I pixel a 8 bit, la console Nintendo, l’inconfondibile berretto rosso di Mario Bros, il dischetto ancora intonso di Zelda, le Reebok Pump, l’impacciata ma meravigliosa imitazione di Michael Jordan su un campetto da basket, sono gli anni Novanta in qualunque parte del mondo, anche nella periferia di Manila dove un gruppo di tredicenni è alla ricerca di un po’ di avventura. Prove e tribolazioni, come in ogni buon racconto di formazione, Paolo, Kachi, Gilligan e Mimaw trascorrono la loro ultima estate prima che tutto cambi. L’imminente crescita attrae e respinge in ugual modo tutti e quattro i protagonisti che durante il film affrontano le difficoltà e le sfide con l’ingannevole semplicità di Tom Sawyer e Huckleberry Finn.
Se la cameretta di Paolo all’inizio è il rifugio perfetto dove rintanarsi e lasciarsi dolcemente assorbire dal gioco, superando nuovi livelli, lo spazio esterno diventa irto di pericoli e nuove pulsioni, i primi amori, le riviste di playboy, i cimiteri ricchi di leggende dove lanciarsi in scorribande degne di Scooby-Doo.
Death of Nintendo, come evoca il titolo stesso, racconta la storia di un passaggio, di un finale d’atto mentre cattura squisitamente la vulnerabilità non solo della giovinezza, ma anche dell’identità maschile e femminile, l’importanza dell’esperienza condivisa, l’accettazione e il sostegno nel bene e nel male dell’amico. Gran parte del suo potere risiede nella nostalgia e Raya Martin lo sa bene, trattando con cura e precisione ogni aspetto, non solo disseminando indizi e citazioni nel suo lungometraggio ma nel ricomporre fedelmente l’atmosfera di un’epoca perduta.

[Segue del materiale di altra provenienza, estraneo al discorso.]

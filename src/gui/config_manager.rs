//! アプリケーション設定管理モジュール
//!
//! XDGディレクトリを使用した設定ファイルの永続化と管理を提供します。

use anyhow::{Context, Result};
use directories::ProjectDirs;
use serde::{Deserialize, Serialize};
use std::fs;
use std::path::PathBuf;
use tracing::{debug, info};

use crate::consumer::WatcherConfig;

/// ウィンドウ設定
#[derive(Debug, Clone, Serialize, Deserialize)]
pub struct WindowConfig {
    pub width: u32,
    pub height: u32,
    pub x: i32,
    pub y: i32,
    pub maximized: bool,
}

impl Default for WindowConfig {
    fn default() -> Self {
        Self {
            width: 960,
            height: 720,
            x: 100,
            y: 100,
            maximized: false,
        }
    }
}

/// ログ設定
#[derive(Debug, Clone, Serialize, Deserialize)]
pub struct LogConfig {
    /// カスタムログディレクトリ（Noneの場合はXDGデフォルト使用）
    pub log_dir: Option<PathBuf>,
    /// ログレベル (trace/debug/info/warn/error)
    pub log_level: String,
    /// ファイル出力有効化
    pub enable_file_logging: bool,
}

impl Default for LogConfig {
    fn default() -> Self {
        Self {
            log_dir: None,
            log_level: "info".to_string(),
            enable_file_logging: false,
        }
    }
}

/// アプリケーション設定
#[derive(Debug, Clone, Serialize, Deserialize)]
pub struct AppConfig {
    /// 監視対象フィードファイル
    pub feed_file: String,

    /// ポーリング間隔（ミリ秒）
    pub poll_interval_ms: u64,

    /// ウィンドウ設定
    #[serde(default)]
    pub window: WindowConfig,

    /// ログ設定
    #[serde(default)]
    pub log: LogConfig,
}

impl Default for AppConfig {
    fn default() -> Self {
        let watcher = WatcherConfig::default();
        Self {
            feed_file: watcher.feed_path.to_string_lossy().into_owned(),
            poll_interval_ms: watcher.poll_interval_ms,
            window: WindowConfig::default(),
            log: LogConfig::default(),
        }
    }
}

impl AppConfig {
    /// 監視ループへ渡す設定を導出
    pub fn watcher_config(&self) -> WatcherConfig {
        WatcherConfig {
            feed_path: PathBuf::from(&self.feed_file),
            poll_interval_ms: self.poll_interval_ms,
        }
    }
}

/// 設定管理マネージャー
pub struct ConfigManager {
    config_path: PathBuf,
}

impl ConfigManager {
    /// 新しい設定マネージャーを作成
    pub fn new() -> Result<Self> {
        let config_path = Self::get_config_path()?;

        // 設定ディレクトリを作成（存在しない場合）
        if let Some(parent) = config_path.parent() {
            fs::create_dir_all(parent).with_context(|| {
                format!("Failed to create config directory: {}", parent.display())
            })?;
        }

        Ok(Self { config_path })
    }

    /// XDGディレクトリに基づく設定ファイルパスを取得
    fn get_config_path() -> Result<PathBuf> {
        let project_dirs = ProjectDirs::from("dev", "sentiview", "sentiview")
            .context("Failed to get project directories")?;

        let config_dir = project_dirs.config_dir();
        let config_file = config_dir.join("config.toml");

        debug!("Config file path: {}", config_file.display());

        Ok(config_file)
    }

    /// 設定を読み込み
    pub fn load_config(&self) -> Result<AppConfig> {
        if !self.config_path.exists() {
            info!(
                "Config file not found, using default settings: {}",
                self.config_path.display()
            );
            return Ok(AppConfig::default());
        }

        let config_content = fs::read_to_string(&self.config_path).with_context(|| {
            format!("Failed to read config file: {}", self.config_path.display())
        })?;

        let config: AppConfig = toml::from_str(&config_content).with_context(|| {
            format!(
                "Failed to parse config file: {}",
                self.config_path.display()
            )
        })?;

        info!(
            "✅ Configuration loaded from: {}",
            self.config_path.display()
        );

        Ok(config)
    }

    /// 設定を保存
    pub fn save_config(&self, config: &AppConfig) -> Result<()> {
        let config_content =
            toml::to_string_pretty(config).context("Failed to serialize config")?;

        fs::write(&self.config_path, config_content).with_context(|| {
            format!(
                "Failed to write config file: {}",
                self.config_path.display()
            )
        })?;

        info!("💾 Configuration saved to: {}", self.config_path.display());

        Ok(())
    }

    /// 設定ファイルパスを取得（デバッグ用）
    pub fn get_config_file_path(&self) -> &PathBuf {
        &self.config_path
    }

    /// 設定をリセット（デフォルト値に戻す）
    pub fn reset_config(&self) -> Result<()> {
        let default_config = AppConfig::default();
        self.save_config(&default_config)?;
        info!("🔄 Configuration reset to defaults");
        Ok(())
    }

    /// 設定ファイルが存在するかチェック
    pub fn config_exists(&self) -> bool {
        self.config_path.exists()
    }
}

#[cfg(test)]
mod tests {
    use super::*;

    #[test]
    fn test_default_config_matches_watcher_defaults() {
        let config = AppConfig::default();
        let watcher = config.watcher_config();
        assert_eq!(watcher, WatcherConfig::default());
    }

    #[test]
    fn test_config_toml_round_trip() {
        let mut config = AppConfig::default();
        config.feed_file = "/tmp/feed.ndjson".to_string();
        config.poll_interval_ms = 250;

        let encoded = toml::to_string_pretty(&config).unwrap();
        let decoded: AppConfig = toml::from_str(&encoded).unwrap();

        assert_eq!(decoded.feed_file, "/tmp/feed.ndjson");
        assert_eq!(decoded.poll_interval_ms, 250);
    }

    #[test]
    fn test_partial_config_uses_section_defaults() {
        // windowとlogのセクションが無くてもデシリアライズできる
        let decoded: AppConfig =
            toml::from_str("feed_file = \"data/feed.ndjson\"\npoll_interval_ms = 500\n").unwrap();
        assert_eq!(decoded.window.width, WindowConfig::default().width);
        assert_eq!(decoded.log.log_level, "info");
    }
}
//! NDJSON (Newline Delimited JSON) feed file processing utilities.
//!
//! This module provides functions for reading and parsing the NDJSON feed
//! file the consumer tails, with comprehensive error handling and validation.

use serde::{Deserialize, Serialize};
use std::fs::File;
use std::io::{BufRead, BufReader};
use std::path::Path;
use thiserror::Error;

/// Comprehensive error types for feed file I/O and parsing operations.
#[derive(Error, Debug)]
pub enum FeedError {
    /// I/O error when reading the feed file
    #[error("File I/O error: {0}")]
    Io(#[from] std::io::Error),

    /// JSON parsing error
    #[error("JSON parsing error at line {line}: {source}")]
    JsonParse {
        line: usize,
        #[source]
        source: serde_json::Error,
    },

    /// Invalid feed format
    #[error("Invalid feed format: {reason}")]
    InvalidFormat { reason: String },

    /// Empty or invalid data
    #[error("No valid data found: {context}")]
    NoData { context: String },

    /// Generic error with context
    #[error("Error in {context}: {message}")]
    Generic { context: String, message: String },
}

impl FeedError {
    /// Create a new generic error with context
    pub fn generic(context: impl Into<String>, message: impl Into<String>) -> Self {
        Self::Generic {
            context: context.into(),
            message: message.into(),
        }
    }

    /// Create an invalid format error
    pub fn invalid_format(reason: impl Into<String>) -> Self {
        Self::InvalidFormat {
            reason: reason.into(),
        }
    }

    /// Create a no data error
    pub fn no_data(context: impl Into<String>) -> Self {
        Self::NoData {
            context: context.into(),
        }
    }
}

/// One feed message as written by the producer side of the pipeline.
///
/// Every field is optional on the wire; the consumer substitutes defaults
/// for whatever is missing. `timestamp` is only ever used as a dedup key,
/// so it stays an opaque JSON value.
#[derive(Debug, Clone, Serialize, Deserialize, PartialEq, Default)]
pub struct FeedRecord {
    /// Dedup key; any JSON value
    #[serde(skip_serializing_if = "Option::is_none")]
    pub timestamp: Option<serde_json::Value>,
    /// Grouping label for the chart
    #[serde(skip_serializing_if = "Option::is_none")]
    pub category: Option<String>,
    /// Numeric sentiment score
    #[serde(skip_serializing_if = "Option::is_none")]
    pub sentiment: Option<f64>,
}

/// Read the feed file and return only its trailing line.
///
/// This is the watcher contract: the whole file is read on every poll and
/// every line except the last is discarded. No offset is tracked between
/// calls. A missing file propagates as [`FeedError::Io`] — the caller
/// decides whether that is fatal.
///
/// # Arguments
/// * `path` - Path to the NDJSON feed file
///
/// # Returns
/// `Ok(None)` for an empty file, otherwise the raw trailing line.
pub fn read_latest_line(path: &Path) -> Result<Option<String>, FeedError> {
    let file = File::open(path)?;
    let reader = BufReader::new(file);

    let mut latest = None;
    for line in reader.lines() {
        latest = Some(line?);
    }

    Ok(latest)
}

/// Parse an entire NDJSON feed file into typed entries.
///
/// This is a generic function that can parse any NDJSON file where each
/// line is one JSON value. Used by the test tooling and fixtures; the live
/// watcher only ever looks at the trailing line via [`read_latest_line`].
///
/// # Arguments
/// * `path` - Path to the NDJSON file
/// * `validate_entry` - Optional validation function for each entry
///
/// # Returns
/// A vector of entries or a FeedError
pub fn parse_feed_file_generic<T, F>(
    path: &str,
    validate_entry: Option<F>,
) -> Result<Vec<T>, FeedError>
where
    T: for<'de> Deserialize<'de>,
    F: Fn(&T) -> Result<(), FeedError>,
{
    let file = File::open(path).map_err(|e| {
        FeedError::generic("opening file", format!("Failed to open '{}': {}", path, e))
    })?;
    let reader = BufReader::new(file);
    let mut entries = Vec::new();

    for (line_number, line) in reader.lines().enumerate() {
        let line = line?;

        // Skip empty lines
        if line.trim().is_empty() {
            continue;
        }

        let entry: T = serde_json::from_str(&line).map_err(|e| FeedError::JsonParse {
            line: line_number + 1,
            source: e,
        })?;

        // Apply validation if provided
        if let Some(ref validator) = validate_entry {
            validator(&entry)?;
        }

        entries.push(entry);
    }

    if entries.is_empty() {
        return Err(FeedError::no_data(format!(
            "No valid entries found in file '{}'",
            path
        )));
    }

    Ok(entries)
}

/// Parse an NDJSON feed file into [`FeedRecord`] entries.
///
/// # Arguments
/// * `path` - Path to the NDJSON file
///
/// # Returns
/// A vector of FeedRecord objects or a FeedError
pub fn parse_feed_file(path: &str) -> Result<Vec<FeedRecord>, FeedError> {
    parse_feed_file_generic::<FeedRecord, fn(&FeedRecord) -> Result<(), FeedError>>(path, None)
}
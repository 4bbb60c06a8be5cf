use dioxus::prelude::*;

use crate::gui::{
    components::{CompactStatusPanel, SentimentChart},
    hooks::{launch_config, use_sentiment_feed, FeedHandle},
    styles::theme::get_embedded_css,
};

/// メインウィンドウコンポーネント
///
/// ヘッダー・ステータスパネル・チャート・操作ボタンの縦一列レイアウト。
#[component]
pub fn MainWindow() -> Element {
    let feed_handle = use_sentiment_feed();

    rsx! {
        // CSSスタイルをdocument headに注入
        document::Style {
            {get_embedded_css()}
        }

        div {
            class: "main-window",
            style: "
                min-height: 100vh;
                background: linear-gradient(135deg, #667eea 0%, #764ba2 100%);
                font-family: -apple-system, BlinkMacSystemFont, 'Segoe UI', Roboto, sans-serif;
                padding: 20px;
                box-sizing: border-box;
                display: flex;
                flex-direction: column;
            ",

            // ヘッダー
            div {
                class: "app-header",
                style: "
                    text-align: center;
                    margin-bottom: 24px;
                    background: rgba(255, 255, 255, 0.1);
                    border-radius: 16px;
                    padding: 18px;
                    backdrop-filter: blur(10px);
                    border: 1px solid rgba(255, 255, 255, 0.2);
                ",

                h1 {
                    style: "
                        font-size: clamp(1.6rem, 4vw, 2.4rem);
                        color: white;
                        margin: 0 0 8px 0;
                        font-weight: 700;
                        text-shadow: 0 2px 4px rgba(0, 0, 0, 0.3);
                        letter-spacing: -0.02em;
                    ",
                    "📊 sentiview"
                }

                p {
                    style: "
                        color: rgba(255, 255, 255, 0.9);
                        margin: 0;
                        font-size: clamp(0.85rem, 2.5vw, 1rem);
                        font-weight: 400;
                    ",
                    "Live Average Sentiment by Category - NDJSON Feed Consumer"
                }
            }

            // ステータスパネル
            CompactStatusPanel { feed_handle: feed_handle.clone() }

            // チャート
            SentimentChart { snapshot: feed_handle.snapshot }

            // 操作ボタン
            FeedControls { feed_handle }
        }
    }
}

/// 監視の停止・再開コントロール
#[component]
fn FeedControls(feed_handle: FeedHandle) -> Element {
    let watching = feed_handle.is_watching();
    let stop_handle = feed_handle.clone();
    let start_handle = feed_handle.clone();

    rsx! {
        div {
            style: "
                display: flex;
                justify-content: center;
                gap: 12px;
                margin-top: 4px;
            ",

            if watching {
                button {
                    class: "btn btn-danger",
                    onclick: move |_| stop_handle.stop_watching(),
                    "⏹ 監視を停止"
                }
            } else {
                button {
                    class: "btn btn-primary",
                    onclick: move |_| start_handle.start_watching(launch_config()),
                    "▶ 監視を再開"
                }
            }
        }
    }
}
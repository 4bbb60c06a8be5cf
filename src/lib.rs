pub mod analytics;
pub mod consumer;
pub mod gui;
pub mod io;

// Re-export the main error types for convenience
pub use consumer::ProcessingError;
pub use io::FeedError;

// Re-export I/O utilities for convenience
pub use io::ndjson::{parse_feed_file, parse_feed_file_generic, read_latest_line, FeedRecord};

// Re-export pipeline types
pub use analytics::{CategoryAggregate, CategorySnapshot, ChartSnapshot, SentimentTracker};
pub use consumer::{
    global_feed_service, DefaultMessageProcessor, FeedEvent, FeedService, FeedWatcherService,
    ProcessOutcome, ServiceState, WatcherConfig,
};

#[cfg(test)]
mod tests {
    use super::*;

    #[test]
    fn test_module_structure() {
        // Test that the main modules are accessible
        assert!(std::any::type_name::<analytics::SentimentTracker>().contains("SentimentTracker"));
        assert!(
            std::any::type_name::<consumer::FeedWatcherService>().contains("FeedWatcherService")
        );
    }

    #[test]
    fn test_public_api_availability() {
        // Test that key public functions are available
        let _result: Result<Vec<FeedRecord>, FeedError> = parse_feed_file("test.ndjson");
        let _latest = read_latest_line(std::path::Path::new("test.ndjson"));

        let mut tracker = SentimentTracker::new();
        let processor = DefaultMessageProcessor::new();
        let _outcome = processor.process_line(r#"{"timestamp":1}"#, &mut tracker);
    }

    #[test]
    fn test_error_types_re_exported() {
        // Test that error types are available from the crate root
        let _feed_error = FeedError::generic("test", "message");
        let _snapshot = ChartSnapshot::default();
        let _state = ServiceState::default();
    }
}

Se l’estetica del film e l’interpretazione dei ragazzi è incredibilmente efficace, la sceneggiatura è invece troppo densa e a tratti disordinata. Valerie Martinez oltre a includere molti aspetti della sua vita personale, sembra non voler tralasciare niente, la circoncisione come risoluzione al grande mito della virilità, le differenze sociali che diventano uno stigma da cui è impossibile riabilitarsi, la mancanza di figure paterne e la conseguente frustrazione e amarezza delle madri rimaste sole, il bullismo e un certo tipo di estremismo religioso che sembra più un bisogno di compensazione che una vera fede. Sono tanti i fili da tirare e questa molteplicità di storie non lascia spazio alle sfumature diventando a volte mezzi pretestuosi per fornire alla trama una dinamicità che ha già.